- _WORK INSTRUCTION_
For the entries below, count the lines that contain the word "plain" and reply with that number only.

Stored items:
____________________

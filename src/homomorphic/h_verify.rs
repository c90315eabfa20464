use num_bigint::BigUint;
use crate::crypto_error::CryptoError;
use crate::elgamal::e_decrypt::e_decrypt;
use crate::elgamal::e_keygen::PrivateKey;
use crate::homomorphic::h_mul::{h_mul, AggregateProduct, BatchEntry};

/// Résultat de la vérification : produit des clairs, produit des chiffrés,
/// et déchiffrement de ce dernier.
#[derive(Clone, Debug, PartialEq, Eq)]
pub struct HomomorphicCheck {
    pub product:   AggregateProduct,
    pub decrypted: BigUint,
}

impl HomomorphicCheck {
    /// D(∏c) == ∏m mod p
    pub fn verify(&self) -> bool {
        self.product.message == self.decrypted
    }
}

// ---------------------------------------------------------------------------
// Multiplie le lot composante par composante puis déchiffre (C1, C2).
// NotInvertible remonte tel quel : pas de verdict sans déchiffrement.
// ---------------------------------------------------------------------------
pub fn h_verify(batch: &[BatchEntry], sk: &PrivateKey) -> Result<HomomorphicCheck, CryptoError> {
    let product = h_mul(batch, &sk.p)?;
    let decrypted = e_decrypt(&product.ciphertext, sk)?;

    let check = HomomorphicCheck { product, decrypted };
    log::info!(
        "homomorphic check over {} ciphertexts: M = {}, D(C) = {}, verified = {}",
        batch.len(),
        check.product.message,
        check.decrypted,
        check.verify()
    );
    Ok(check)
}

#[cfg(test)]
mod tests {
    use super::*;
    use crate::elgamal::e_encrypt::e_encrypt::e_encrypt;
    use crate::elgamal::e_encrypt::{Ciphertext, EphemeralLedger};
    use crate::elgamal::e_keygen::e_keygen::e_keygen;
    use crate::elgamal::e_keygen::DomainParameters;
    use crate::elgamal::e_decrypt::decrypt_raw;
    use crate::homomorphic::h_mul::encrypt_batch;

    fn big(n: u64) -> BigUint {
        BigUint::from(n)
    }

    #[test]
    fn test_two_message_homomorphism() {
        let params = DomainParameters::new(big(23), big(23), big(5)).unwrap();
        let kp = e_keygen(&params, &big(6)).unwrap();
        let p = &kp.public_key.p;

        let a = e_encrypt(&big(4), &big(7), &kp.public_key).unwrap();
        let b = e_encrypt(&big(9), &big(13), &kp.public_key).unwrap();
        let plain = decrypt_raw(&((&a.c1 * &b.c1) % p), &((&a.c2 * &b.c2) % p), &big(6), p);
        assert_eq!(plain, Ok(big(36 % 23)));
    }

    #[test]
    fn test_batch_verifies() {
        let params = DomainParameters::new(big(1019), big(1019), big(2)).unwrap();
        let kp = e_keygen(&params, &big(321)).unwrap();
        let pairs: Vec<(BigUint, BigUint)> = [(12u64, 5u64), (400, 77), (999, 1000), (1, 3), (250, 600)]
            .iter()
            .map(|&(m, k)| (big(m), big(k)))
            .collect();

        let mut ledger = EphemeralLedger::new();
        let batch = encrypt_batch(&pairs, &kp.public_key, &mut ledger).unwrap();
        let check = h_verify(&batch, &kp.secret_key).unwrap();

        let expected = pairs.iter().fold(big(1), |acc, (m, _)| acc * m % big(1019));
        assert_eq!(check.product.message, expected);
        assert_eq!(check.decrypted, expected);
        assert!(check.verify());
    }

    #[test]
    fn test_tampered_batch_fails_verification() {
        let params = DomainParameters::new(big(23), big(23), big(5)).unwrap();
        let kp = e_keygen(&params, &big(6)).unwrap();
        let ct = e_encrypt(&big(4), &big(7), &kp.public_key).unwrap();

        // Message affiché ≠ message chiffré
        let batch = vec![BatchEntry { message: big(5), ciphertext: ct }];
        let check = h_verify(&batch, &kp.secret_key).unwrap();
        assert!(!check.verify());
    }

    #[test]
    fn test_zero_component_surfaces_not_invertible() {
        let params = DomainParameters::new(big(23), big(23), big(5)).unwrap();
        let kp = e_keygen(&params, &big(6)).unwrap();
        let batch = vec![BatchEntry {
            message:    big(3),
            ciphertext: Ciphertext { c1: big(0), c2: big(3) },
        }];
        assert!(matches!(
            h_verify(&batch, &kp.secret_key),
            Err(CryptoError::NotInvertible { .. })
        ));
    }
}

____________________

- _RESULT OF THIS TASK_
2